Fajne oświadczenie, co? Niestety, na kolegę czekam do dziś. Żałuję jednak tych superdżemów, jakie miałem dostać od jego żony...

 

Haggis kontra wilki

To jeden aspekt polowania w dobie pandemii, a teraz kolej na drugi. Z uwagi na to, że nikt nie chce się ze mną spotykać, żyję na wygnaniu wraz z całą rodziną w leśniczówce. Dzięki czemu poluję więcej niż zwykle. „Grzejemy” tylko do lisów i dzików, więc wypada mi częściej raczyć się pięknem natury. Wczoraj jednak polowanie przyjęło zgoła inny obrót. Wybrałem się na łowy w miejsce, w którym już dawno nie byłem. Niegdyś polowałem tam z profesorem Arminem von T. Do dziś mam przed oczami, jak Armin raczy ołowiem sarnę oparty o balot słomy, a na sekundę przed strzałem szepcze: „Czuję się, jakbym był w plutonie egzekucyjnym”. Miejsce to jest mało dostępne, zazwyczaj polowałem schowany za pozostawionym balotem. Ten jednak po latach całkowicie się rozpadł i przestał dawać odpowiednią osłonę. Z uwagi na to, że lubię to miejsce, przeniosłem tam ambonę mającą iść do rozbiórki. Skróciłem nogi, zrobiłem nowy dach, wzmocniłem i jeszcze mi posłuży. Tak więc dotarłem na miejsce i obserwuję. Widoczność super, księżyc już góruje, a słonce dopiero zachodzi. Świat powoli zaczyna tracić barwy i robi się szary. W łowisku zapanowała totalna cisza. Nagle spostrzegam lisa idącego miedzą przy granicy z lasem. „Grzeję...”. Raczej dostał, choć nie padł w ogniu i wycofał się do lasu. Podczas przeładowania broni spostrzegłem jakiś ruch na lewo. Bez lornetki już nie widzę, więc podnoszę do oka Kahles Helię i moje oczy spoglądają prosto na… sam nie wiem… To wilk! Widziałem ich tropy, widziałem szkielety danieli i jeleni, ale nigdy na żywo! Po chwili dwa kolejne wychodzą na pole i idą wprost na mnie. Przyznaję, ciarki mi przeszły po plecach.

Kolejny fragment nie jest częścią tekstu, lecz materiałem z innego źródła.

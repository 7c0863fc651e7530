//! User settings and preferences
//!
//! Persisted separately from statistics under their own storage key.

use serde::{Deserialize, Serialize};

use crate::consts::GOMOKU_BOARD_SIZE;
use crate::difficulty::Difficulty;
use crate::persistence::{PersistenceError, Storage, keys, load_json, save_json};

/// Smallest board the Gomoku engine accepts from settings
pub const MIN_BOARD_SIZE: usize = 5;
/// Largest board the Gomoku engine accepts from settings
pub const MAX_BOARD_SIZE: usize = 19;

/// Game settings/preferences
#[derive(Debug, Clone, PartialEq, Serialize, Deserialize)]
#[serde(default)]
pub struct Settings {
    /// Haptic feedback on/off
    pub haptics_enabled: bool,
    /// Difficulty of the next reaction game
    pub flappy_difficulty: Difficulty,
    /// Gomoku board edge length
    pub gomoku_board_size: usize,
}

impl Default for Settings {
    fn default() -> Self {
        Self {
            haptics_enabled: true,
            flappy_difficulty: Difficulty::Medium,
            gomoku_board_size: GOMOKU_BOARD_SIZE,
        }
    }
}

impl Settings {
    /// Board size clamped to the supported range
    pub fn effective_board_size(&self) -> usize {
        self.gomoku_board_size.clamp(MIN_BOARD_SIZE, MAX_BOARD_SIZE)
    }

    /// Load settings, falling back to defaults
    pub fn load(storage: &dyn Storage) -> Self {
        match load_json(storage, keys::SETTINGS) {
            Some(settings) => {
                log::info!("Loaded settings");
                settings
            }
            None => {
                log::info!("Using default settings");
                Self::default()
            }
        }
    }

    pub fn save(&self, storage: &dyn Storage) -> Result<(), PersistenceError> {
        save_json(storage, keys::SETTINGS, self)?;
        log::info!("Settings saved");
        Ok(())
    }
}
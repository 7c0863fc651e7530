//! Axis-aligned collision primitives
//!
//! Screen space: x grows to the right, y grows downward. All comparisons are
//! exact; there is no epsilon handling.

use glam::Vec2;
use serde::{Deserialize, Serialize};

/// An axis-aligned rectangle given by its min (top-left) and max (bottom-right) corners
#[derive(Debug, Clone, Copy, PartialEq, Serialize, Deserialize)]
pub struct Rect {
    pub min: Vec2,
    pub max: Vec2,
}

impl Rect {
    pub fn new(min: Vec2, max: Vec2) -> Self {
        Self { min, max }
    }

    /// Square of side `size` centered on `center`
    pub fn centered_square(center: Vec2, size: f32) -> Self {
        let half = Vec2::splat(size / 2.0);
        Self {
            min: center - half,
            max: center + half,
        }
    }

    /// Horizontal extents touch or overlap (edges count as overlapping)
    #[inline]
    pub fn overlaps_x(&self, other: &Rect) -> bool {
        !(self.max.x < other.min.x || self.min.x > other.max.x)
    }

    /// Whether the rectangle sticks out above `top` or below `bottom`
    #[inline]
    pub fn exceeds_vertical(&self, top: f32, bottom: f32) -> bool {
        self.min.y < top || self.max.y > bottom
    }
}

/// An open vertical band `[top, bottom]` that a rectangle may pass through
///
/// Everything above `top` and below `bottom` is blocked.
#[derive(Debug, Clone, Copy, PartialEq, Serialize, Deserialize)]
pub struct GapBand {
    pub top: f32,
    pub bottom: f32,
}

impl GapBand {
    pub fn new(top: f32, height: f32) -> Self {
        Self {
            top,
            bottom: top + height,
        }
    }

    /// True if the rectangle touches the blocked region above or below the band
    #[inline]
    pub fn blocks(&self, rect: &Rect) -> bool {
        rect.exceeds_vertical(self.top, self.bottom)
    }
}

#[cfg(test)]
mod tests {
    use super::*;

    #[test]
    fn test_centered_square() {
        let r = Rect::centered_square(Vec2::new(100.0, 50.0), 30.0);
        assert_eq!(r.min, Vec2::new(85.0, 35.0));
        assert_eq!(r.max, Vec2::new(115.0, 65.0));
    }

    #[test]
    fn test_overlap_edges_touching_count() {
        let a = Rect::new(Vec2::new(0.0, 0.0), Vec2::new(10.0, 10.0));
        let b = Rect::new(Vec2::new(10.0, 10.0), Vec2::new(20.0, 20.0));
        assert!(a.overlaps_x(&b));
        assert!(b.overlaps_x(&a));
    }

    #[test]
    fn test_disjoint_rects() {
        let a = Rect::new(Vec2::new(0.0, 0.0), Vec2::new(10.0, 10.0));
        let right = Rect::new(Vec2::new(10.5, 0.0), Vec2::new(20.0, 10.0));
        let below = Rect::new(Vec2::new(0.0, 10.5), Vec2::new(10.0, 20.0));
        assert!(!a.overlaps_x(&right));
        assert!(!right.overlaps_x(&a));
        assert!(a.overlaps_x(&below));
    }

    #[test]
    fn test_gap_band_pass_through() {
        let band = GapBand::new(100.0, 150.0);
        let inside = Rect::centered_square(Vec2::new(0.0, 175.0), 30.0);
        assert!(!band.blocks(&inside));

        // Exactly flush with both edges is still inside
        let flush = Rect::new(Vec2::new(0.0, 100.0), Vec2::new(10.0, 250.0));
        assert!(!band.blocks(&flush));
    }

    #[test]
    fn test_gap_band_blocks_above_and_below() {
        let band = GapBand::new(100.0, 150.0);
        let above = Rect::centered_square(Vec2::new(0.0, 99.0), 30.0);
        let below = Rect::centered_square(Vec2::new(0.0, 240.0), 30.0);
        assert!(band.blocks(&above));
        assert!(band.blocks(&below));
    }
}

Cały czas obserwuję, zatrzymują się na 30 metrów przed amboną siadają i się rozglądają. Pewnie myślą: „co to za huk w okolicy, kto śmie polować bez naszej zgody?”.

Przyznam, że sytuacja mnie tak zaskoczyła, że nie wiedziałem co robić. Czy one mogą być dla mnie niebezpieczne? Dobrze, że jest ta ambona, bo jakbym siedział za balotem, to byśmy na siebie chyba wpadli. Wilki nie dały mi czasu do namysłu. Wstały, lekko zmieniły kierunek i ruszyły wprost na moje auto, które zostawiłem w krzakach 100 metrow za mną. Hmm… Jak je stracę z oczu i potem będę miał iść do auta, to będzie, delikatnie mówiąc, pewien dyskomfort. Pierwsze do głowy mi przychodzi zagwizdać, na co wilki reagują podniesioną głową i zatrzymaniem. Wtedy przychodzi oświecenie – muszę im zrobić zdjęcie, bo mi koledzy nie uwierzą! Motam się na ambonie, walczę z zamkiem. Gdzie ten cholerny telefon? Niestety, bo gdy robiłem zdjęcie, uruchomiła się również lampa, co spowodowało, że wilki zawróciły do lasu, ale w żadnym wypadku nie uciekały. Po prostu odeszły, bo ktoś im w polowaniu przeszkadzał. Ostatecznie udało mi się zrobić jeszcze kilka zdjęć i film, ale wszystko w tragicznej jakości.

 

 

 

 

Po powrocie do domu, zadzwoniłem do kolegów po strzelbie, aby podzielić się moim dzisiejszym spotkaniem z konkurencją w łowisku. Jednogłośnie stwierdziliśmy, że z odstrzałem tych szkodników przyjdzie nam czekać do pierwszej tragedii. Tak długo, jak wilki nie rozszarpią dziecka wracającego ze szkoły do domu, tak długo minister nie zdobędzie się na odwagę, aby wpisać wilki na listę zwierząt łownych. Szkoda, no ale wiadomo, póki co jesteśmy zobligowani do czułego dokarmiania wilka. Swoją drogą po czasie pojawiły się pytania, czy ze strony wilków mogło mnie spotkać coś niedobrego? Czy mogły wpaść na pomysł, aby zapolować na Haggisa? W sumie było 3 do 1? Czy mając Tikkę T3 w kalibrze .308 z pięcioma nabojami w magazynku, dałbym radę się obronić? Ciekawe…

 

Czas podsumowań

Zakończył się sezon, więc pora na podsumowania. Rok obrachunkowy został zamknięty w sposób następujący: dwa byki, jedna łania, dwa cielaki, dzików sztuk 4, trzy kozły, jedna koza plus dwa koźlaki. Do tego pięć kaczek oraz pewna ilość lisów. Pudeł zaliczyłem trzy, dwa do dzika i raz do lisa. To wszystko na polowaniu indywidualnym, zbiorowo miałem tylko jedną okazję do strzału – dzik padł, zażywszy 4 pigułki. Kwestia, komu go przyznać, była więc kwestią sporną, dlatego zaliczymy go sobie w częściach ułamkowych ja ½ (strzelałem dwa razy), koledzy po ¼, bo strzelali raz.